Charges were filed against Jimmy Kha, the owner of Win Lee Corp.; his son Felix Kha; and Mai Nguyen, the owner of a nail salon where packages containing rhinoceros horns were being mailed. One of the alleged suppliers, Wade Steffen, was arrested in Hico, Texas, and charged in Los Angeles. According to a criminal complaint filed in U.S. District Court in Los Angeles, the Khas began receiving packages from Steffen and another supplier in 2010. Seventeen packages were opened under federal search warrants and 37 rhinoceros horns were found.
A search of Steffen’s luggage at the Long Beach Airport in California on Feb. 9, 2012, turned up $337,000 in cash. In additional searches conducted by Fish and Wildlife and ICE, agents found rhinoceros horns, cash, bars of gold, diamonds and Rolex watches. About $1 million in cash was seized and another $1 million seized in gold ingots.

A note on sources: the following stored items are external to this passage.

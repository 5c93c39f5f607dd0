//! Persisted link settings: the global switch and the exception rule list.
//!
//! Stored as JSON:
//!
//! ```json
//! {
//!   "enabled": true,
//!   "rules": [
//!     { "id": "self-reference", "type": "self-reference", "enabled": true },
//!     { "id": "kanji-context", "type": "kanji-context", "enabled": false },
//!     { "id": "no-versions", "type": "custom", "config": { "pattern": "^v\\d", "flags": "i" } }
//!   ]
//! }
//! ```

use std::fs;
use std::path::Path;

use anyhow::{Context, Result, bail};
use serde::{Deserialize, Serialize};

use crate::rules::{ExceptionRule, RuleKind};

/// Default location of the settings file, relative to the workspace root.
pub const DEFAULT_SETTINGS_PATH: &str = "config/link-settings.json";

const SELF_REFERENCE_TYPE: &str = "self-reference";
const KANJI_CONTEXT_TYPE: &str = "kanji-context";
const CUSTOM_TYPE: &str = "custom";

/// Flags applied to custom rules that do not specify any.
const DEFAULT_CUSTOM_FLAGS: &str = "g";

/// An exception rule with its persisted identity.
#[derive(Debug, Clone, PartialEq, Eq)]
pub struct LinkRule {
    id: String,
    name: Option<String>,
    description: String,
    rule: ExceptionRule,
}

impl LinkRule {
    /// Creates a rule entry.
    #[must_use]
    pub fn new(id: impl Into<String>, description: impl Into<String>, rule: ExceptionRule) -> Self {
        Self {
            id: id.into(),
            name: None,
            description: description.into(),
            rule,
        }
    }

    #[must_use]
    pub fn id(&self) -> &str {
        &self.id
    }

    #[must_use]
    pub fn description(&self) -> &str {
        &self.description
    }

    #[must_use]
    pub const fn rule(&self) -> &ExceptionRule {
        &self.rule
    }
}

/// Partial update applied by [`LinkSettings::update_rule`].
#[derive(Debug, Clone, Default)]
pub struct RuleUpdate {
    pub name: Option<String>,
    pub description: Option<String>,
    pub enabled: Option<bool>,
    /// Replaces the rule kind; required when the update creates a rule.
    pub kind: Option<RuleKind>,
}

/// Link settings: whether auto-linking runs at all, and which rules apply.
#[derive(Debug, Clone, PartialEq, Eq)]
pub struct LinkSettings {
    enabled: bool,
    rules: Vec<LinkRule>,
}

/// Raw settings as stored on disk.
#[derive(Debug, Clone, Serialize, Deserialize)]
struct RawSettings {
    #[serde(default = "enabled_by_default")]
    enabled: bool,
    #[serde(default)]
    rules: Vec<RawRule>,
}

#[derive(Debug, Clone, Serialize, Deserialize)]
struct RawRule {
    #[serde(default, skip_serializing_if = "Option::is_none")]
    id: Option<String>,
    #[serde(default, skip_serializing_if = "Option::is_none")]
    name: Option<String>,
    #[serde(default)]
    description: String,
    #[serde(default, skip_serializing_if = "Option::is_none")]
    enabled: Option<bool>,
    #[serde(rename = "type", default, skip_serializing_if = "Option::is_none")]
    kind: Option<String>,
    #[serde(default, skip_serializing_if = "Option::is_none")]
    config: Option<RawRuleConfig>,
}

#[derive(Debug, Clone, Serialize, Deserialize)]
struct RawRuleConfig {
    #[serde(default, skip_serializing_if = "Option::is_none")]
    pattern: Option<String>,
    #[serde(default, skip_serializing_if = "Option::is_none")]
    flags: Option<String>,
}

const fn enabled_by_default() -> bool {
    true
}

/// Returns the built-in rule entries.
#[must_use]
pub fn default_link_rules() -> Vec<LinkRule> {
    vec![
        LinkRule::new(
            SELF_REFERENCE_TYPE,
            "Do not link a page's own title inside that page",
            ExceptionRule::self_reference(),
        ),
        LinkRule::new(
            KANJI_CONTEXT_TYPE,
            "Do not link titles directly adjacent to kanji",
            ExceptionRule::script_adjacency(),
        ),
    ]
}

impl Default for LinkSettings {
    fn default() -> Self {
        Self {
            enabled: true,
            rules: default_link_rules(),
        }
    }
}

impl LinkSettings {
    /// Loads settings from `path`.
    ///
    /// A missing file yields the defaults. An unreadable or malformed file is
    /// logged and also yields the defaults.
    #[must_use]
    pub fn load(path: &Path) -> Self {
        if !path.is_file() {
            log::debug!("No link settings at {}, using defaults", path.display());
            return Self::default();
        }

        let loaded = fs::read_to_string(path)
            .with_context(|| format!("Failed to read {}", path.display()))
            .and_then(|content| Self::from_json(&content));

        match loaded {
            Ok(settings) => settings,
            Err(e) => {
                log::warn!("Failed to load link settings, using defaults: {e:#}");
                Self::default()
            }
        }
    }

    /// Parses settings from JSON, appending any default rule whose id is
    /// missing.
    ///
    /// Rules with an unknown type, or custom rules without a pattern, are
    /// logged and dropped.
    ///
    /// # Errors
    ///
    /// Returns an error if the JSON is malformed.
    pub fn from_json(content: &str) -> Result<Self> {
        let raw: RawSettings =
            serde_json::from_str(content).context("Failed to parse link settings")?;

        let mut rules: Vec<LinkRule> = raw.rules.into_iter().filter_map(rule_from_raw).collect();

        let missing: Vec<LinkRule> = default_link_rules()
            .into_iter()
            .filter(|default| !rules.iter().any(|r| r.id == default.id))
            .collect();
        rules.extend(missing);

        Ok(Self {
            enabled: raw.enabled,
            rules,
        })
    }

    /// Serializes the settings as pretty-printed JSON.
    ///
    /// # Errors
    ///
    /// Returns an error if serialization fails.
    pub fn to_json(&self) -> Result<String> {
        let raw = RawSettings {
            enabled: self.enabled,
            rules: self.rules.iter().map(rule_to_raw).collect(),
        };
        serde_json::to_string_pretty(&raw).context("Failed to serialize link settings")
    }

    /// Writes the settings to `path`, creating parent directories.
    ///
    /// # Errors
    ///
    /// Returns an error if the file cannot be written.
    pub fn save(&self, path: &Path) -> Result<()> {
        if let Some(parent) = path.parent()
            && !parent.as_os_str().is_empty()
        {
            fs::create_dir_all(parent)
                .with_context(|| format!("Failed to create {}", parent.display()))?;
        }
        fs::write(path, self.to_json()?)
            .with_context(|| format!("Failed to write {}", path.display()))
    }

    /// Returns true if auto-linking is switched on.
    #[must_use]
    pub const fn is_enabled(&self) -> bool {
        self.enabled
    }

    pub const fn set_enabled(&mut self, enabled: bool) {
        self.enabled = enabled;
    }

    #[must_use]
    pub fn rules(&self) -> &[LinkRule] {
        &self.rules
    }

    /// Returns the ordered rule list handed to the linker.
    #[must_use]
    pub fn exception_rules(&self) -> Vec<ExceptionRule> {
        self.rules.iter().map(|r| r.rule.clone()).collect()
    }

    /// Patches the rule `id`, or appends a new rule when none exists.
    ///
    /// # Errors
    ///
    /// Returns an error if no rule has this id and the update carries no
    /// rule kind to create one from.
    pub fn update_rule(&mut self, id: &str, update: RuleUpdate) -> Result<()> {
        if let Some(existing) = self.rules.iter_mut().find(|r| r.id == id) {
            if let Some(kind) = update.kind {
                let enabled = existing.rule.is_enabled();
                existing.rule = ExceptionRule::new(kind).with_enabled(enabled);
            }
            if let Some(enabled) = update.enabled {
                existing.rule.set_enabled(enabled);
            }
            if let Some(description) = update.description {
                existing.description = description;
            }
            if update.name.is_some() {
                existing.name = update.name;
            }
            return Ok(());
        }

        let Some(kind) = update.kind else {
            bail!("Unknown link rule: {id}");
        };
        self.rules.push(LinkRule {
            id: id.to_string(),
            name: update.name,
            description: update.description.unwrap_or_default(),
            rule: ExceptionRule::new(kind).with_enabled(update.enabled.unwrap_or(true)),
        });
        Ok(())
    }

    /// Removes the rule `id`. Returns false if there was none.
    pub fn delete_rule(&mut self, id: &str) -> bool {
        let before = self.rules.len();
        self.rules.retain(|r| r.id != id);
        self.rules.len() != before
    }
}

fn rule_from_raw(raw: RawRule) -> Option<LinkRule> {
    let Some(type_name) = raw.kind.as_deref() else {
        log::warn!("Skipping link rule {:?} without a type", raw.id);
        return None;
    };

    let kind = match type_name {
        SELF_REFERENCE_TYPE => RuleKind::SelfReference,
        KANJI_CONTEXT_TYPE | "script-adjacency" => RuleKind::ScriptAdjacency,
        CUSTOM_TYPE => {
            let config = raw.config.as_ref();
            let Some(pattern) = config.and_then(|c| c.pattern.clone()) else {
                log::warn!("Skipping custom link rule {:?} without a pattern", raw.id);
                return None;
            };
            let flags = config
                .and_then(|c| c.flags.clone())
                .unwrap_or_else(|| DEFAULT_CUSTOM_FLAGS.to_string());
            RuleKind::Custom { pattern, flags }
        }
        other => {
            log::warn!(
                "Skipping link rule {:?} with unknown type '{other}'",
                raw.id
            );
            return None;
        }
    };

    Some(LinkRule {
        id: raw.id.unwrap_or_else(|| type_name.to_string()),
        name: raw.name,
        description: raw.description,
        rule: ExceptionRule::new(kind).with_enabled(raw.enabled.unwrap_or(true)),
    })
}

fn rule_to_raw(rule: &LinkRule) -> RawRule {
    let (type_name, config) = match rule.rule.kind() {
        RuleKind::SelfReference => (SELF_REFERENCE_TYPE, None),
        RuleKind::ScriptAdjacency => (KANJI_CONTEXT_TYPE, None),
        RuleKind::Custom { pattern, flags } => (
            CUSTOM_TYPE,
            Some(RawRuleConfig {
                pattern: Some(pattern.clone()),
                flags: Some(flags.clone()),
            }),
        ),
    };
    RawRule {
        id: Some(rule.id.clone()),
        name: rule.name.clone(),
        description: rule.description.clone(),
        enabled: Some(rule.rule.is_enabled()),
        kind: Some(type_name.to_string()),
        config,
    }
}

In New Jersey, Amir Even-Ezra was arrested Feb. 18 on a felony trafficking charge in violation of the Lacey Act after buying rhino horns from an individual from New York at a service station off of the New Jersey Turnpike. Even-Ezra allegedly brought a scale for weighing the horns and envelopes of cash to the meeting, which was brokered by an individual outside of the United States, the Justice Department said.
In U.S. District Court in Manhattan, antiques expert David Hausman was also charged with illegally trafficking rhinoceros horns and with creating false documents to conceal the illegal nature of the transaction, both in violation of the Lacey Act. Hausman allegedly purchased a black rhinoceros mount (a taxidermied head of a rhinoceros) from an undercover officer in Illinois and was later observed sawing off the horns in a motel parking lot. Rhino horns were found in a search conducted on Feb. 18, following his arrest.
“Rhino horn traffickers continue to fuel the illegal demand for horn, demand that has led to hundreds of rhino deaths and put the white and black rhino in danger of extinction in the wild,” said Fish and Wildlife Director Dan Ashe, in a statement Thursday. “These arrests have dealt a serious blow to rhino horn smuggling, but represent only the beginning of a significant crackdown on this illegal trade.”
Rhino horn is a highly valued and sought-after commodity despite the international trade of it has been largely banned since 1976. The demand for rhino horn, which is used by some cultures for ornamental carvings, good luck charms or alleged medicinal purposes, has resulted in an active black market – a market that has “escalated in recent years in both volume and per-unit profit,” according to the Justice Department.
If convicted, maximum penalties under these charges are up to five years in prison and a $250,000 fine for conspiracy; five years in prison and a $250,000 fine for Lacey Act violations; and up to one year in prison and a $100,000 fine for violations of the Endangered Species Act.